Report the lines of the data below that contain the string "caller".

### LISTED ENTRIES ###

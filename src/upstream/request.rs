//! Client-facing generation request
//!
//! Validation is enforced during deserialization - a `GenerationRequest`
//! without a usable prompt cannot exist, so it is rejected before any
//! upstream call is attempted.

use crate::error::{AppError, AppResult};
use crate::upstream::schema::SchemaPreset;
use serde::{Deserialize, Deserializer};
use serde_json::Value;

const MISSING_PROMPT: &str = "request body must include string \"prompt\"";

/// Prompt plus optional generation overrides
#[derive(Debug, Clone, PartialEq)]
pub struct GenerationRequest {
    prompt: String,
    model: Option<String>,
    system: Option<String>,
    temperature: Option<f64>,
    max_output_tokens: Option<u32>,
    parse_json: bool,
    response_format: Option<Value>,
    schema: Option<SchemaPreset>,
}

impl GenerationRequest {
    /// Build a request from a prompt, rejecting empty or whitespace-only text
    pub fn new(prompt: impl Into<String>) -> AppResult<Self> {
        let prompt = prompt.into();
        if prompt.trim().is_empty() {
            return Err(AppError::Validation(MISSING_PROMPT.to_string()));
        }
        Ok(Self {
            prompt,
            model: None,
            system: None,
            temperature: None,
            max_output_tokens: None,
            parse_json: false,
            response_format: None,
            schema: None,
        })
    }

    pub fn with_model(mut self, model: impl Into<String>) -> Self {
        self.model = Some(model.into());
        self
    }

    pub fn with_system(mut self, system: impl Into<String>) -> Self {
        self.system = Some(system.into());
        self
    }

    pub fn with_parse_json(mut self, parse_json: bool) -> Self {
        self.parse_json = parse_json;
        self
    }

    pub fn with_response_format(mut self, response_format: Value) -> Self {
        self.response_format = Some(response_format);
        self
    }

    pub fn prompt(&self) -> &str {
        &self.prompt
    }

    /// Model requested by the caller, if any
    pub fn model(&self) -> Option<&str> {
        self.model.as_deref()
    }

    pub fn system(&self) -> Option<&str> {
        self.system.as_deref()
    }

    pub fn temperature(&self) -> Option<f64> {
        self.temperature
    }

    pub fn max_output_tokens(&self) -> Option<u32> {
        self.max_output_tokens
    }

    /// `response_format` to forward upstream
    ///
    /// An explicit `response_format` from the caller takes precedence over a
    /// named schema preset.
    pub fn response_format(&self) -> Option<Value> {
        self.response_format
            .clone()
            .or_else(|| self.schema.map(SchemaPreset::response_format))
    }

    /// Whether the model's text answer should be decoded as JSON
    pub fn wants_structured_output(&self) -> bool {
        self.parse_json
            || self.schema.is_some()
            || self
                .response_format
                .as_ref()
                .and_then(|format| format.get("type"))
                .and_then(Value::as_str)
                == Some("json_schema")
    }
}

/// Token limit given as any JSON number with an integral, non-negative value
fn token_count<'de, D>(deserializer: D) -> Result<Option<u32>, D::Error>
where
    D: Deserializer<'de>,
{
    match Option::<f64>::deserialize(deserializer)? {
        None => Ok(None),
        Some(n) if n.fract() == 0.0 && (0.0..=f64::from(u32::MAX)).contains(&n) => {
            Ok(Some(n as u32))
        }
        Some(n) => Err(serde::de::Error::custom(format!(
            "max_output_tokens must be a non-negative integer, got {}",
            n
        ))),
    }
}

impl<'de> Deserialize<'de> for GenerationRequest {
    fn deserialize<D>(deserializer: D) -> Result<Self, D::Error>
    where
        D: Deserializer<'de>,
    {
        #[derive(Deserialize)]
        struct RawGenerationRequest {
            #[serde(default)]
            prompt: Option<Value>,
            #[serde(default)]
            model: Option<String>,
            #[serde(default)]
            system: Option<String>,
            #[serde(default)]
            temperature: Option<f64>,
            #[serde(default, deserialize_with = "token_count")]
            max_output_tokens: Option<u32>,
            #[serde(default)]
            parse_json: Option<bool>,
            #[serde(default)]
            response_format: Option<Value>,
            #[serde(default)]
            schema: Option<SchemaPreset>,
        }

        let raw = RawGenerationRequest::deserialize(deserializer)?;

        let prompt = match raw.prompt {
            Some(Value::String(prompt)) if !prompt.trim().is_empty() => prompt,
            _ => return Err(serde::de::Error::custom(MISSING_PROMPT)),
        };

        // Empty strings mean "not provided", same as an absent field
        let non_empty = |value: Option<String>| value.filter(|v| !v.trim().is_empty());

        Ok(GenerationRequest {
            prompt,
            model: non_empty(raw.model),
            system: non_empty(raw.system),
            temperature: raw.temperature,
            max_output_tokens: raw.max_output_tokens,
            parse_json: raw.parse_json.unwrap_or(false),
            response_format: raw.response_format.filter(|v| !v.is_null()),
            schema: raw.schema,
        })
    }
}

###

▶ [TASK RESPONSE]:
    /// Model requested by the caller, if any
    /// An explicit `response_format` from the caller takes precedence over a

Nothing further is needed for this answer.